A total of 601 patients were randomized in a 1:1 fashion in the PAPABEAR study. Amiodarone was initiated on an outpatient basis at a dose of 10 mg/kg/day for each of the treatment days. The primary outcome was AF of five minutes or longer requiring therapy within the six-day postoperative period. Secondary endpoints were hospital length of stay, AF characteristics, and adverse effects.

In patients younger than 65 years, amiodarone prophylaxis was associated with an AF rate of 11.2% vs. 21.2% in the placebo group (P = .02). In patients aged 65 years or older, amiodarone treatment was associated with an AF rate of 21.7% vs. 41.2% for the placebo group (P = .001).

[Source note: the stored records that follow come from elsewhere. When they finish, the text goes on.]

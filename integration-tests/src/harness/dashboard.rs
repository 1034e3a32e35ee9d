use crate::harness::{captured_events, init_test_tracing};
use quakewatch_core::conf::DashboardConfig;
use quakewatch_core::dashboard::{Dashboard, DashboardView};
use std::time::Duration;
use tokio::sync::watch;

const WAIT_TIMEOUT: Duration = Duration::from_secs(5);

/// A dashboard wired to a feed URL, plus a change subscription for waiting
/// on fetch results.
///
/// Must be created inside a tokio runtime; the first fetch is issued
/// immediately.
pub struct TestDashboard {
    dashboard: Dashboard,
    changes: watch::Receiver<u64>,
}

impl TestDashboard {
    pub fn start(feed_url: &str) -> Self {
        init_test_tracing(captured_events());

        let mut cfg = DashboardConfig::default();
        cfg.feed.url = feed_url.to_string();
        cfg.feed.timeout_secs = 2;

        let dashboard = Dashboard::from_config(&cfg).expect("failed to build dashboard");
        let changes = dashboard.subscribe();
        drop(dashboard.start());

        Self { dashboard, changes }
    }

    pub fn dashboard(&self) -> &Dashboard {
        &self.dashboard
    }

    pub fn dashboard_mut(&mut self) -> &mut Dashboard {
        &mut self.dashboard
    }

    /// Wait until the view satisfies `pred` (or panic).
    pub async fn wait_for(&mut self, pred: impl Fn(&DashboardView) -> bool) -> DashboardView {
        let deadline = tokio::time::Instant::now() + WAIT_TIMEOUT;

        loop {
            let view = self.dashboard.view();
            if pred(&view) {
                return view;
            }

            match tokio::time::timeout_at(deadline, self.changes.changed()).await {
                Ok(Ok(())) => {}
                Ok(Err(_)) => panic!("dashboard controller dropped"),
                Err(_) => panic!(
                    "timed out waiting for dashboard; last status {} error {:?}",
                    view.status, view.error
                ),
            }
        }
    }
}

Patients receiving preoperative beta-blocker therapy who were randomized to amiodarone had an AF rate of 15.3% vs. 25.1% in the placebo arm (P = .03), whereas patients who were not receiving beta-blocker therapy before surgery who were assigned to the amiodarone arm had an AF rate of 16.3% vs. 35.8% (P = .001), Dr. Mitchell said.

There was, however, no significant difference in postoperative complications — other than AF — or postoperative mortality. On average, amiodarone-treated patients were discharged about a half day earlier than patients in the placebo group, but this difference did not reach significance, he said.

AHA Scientific Sessions: Plenary Session XI — Late-Breaking Clinical Trials. Presented Nov. 12, 2003.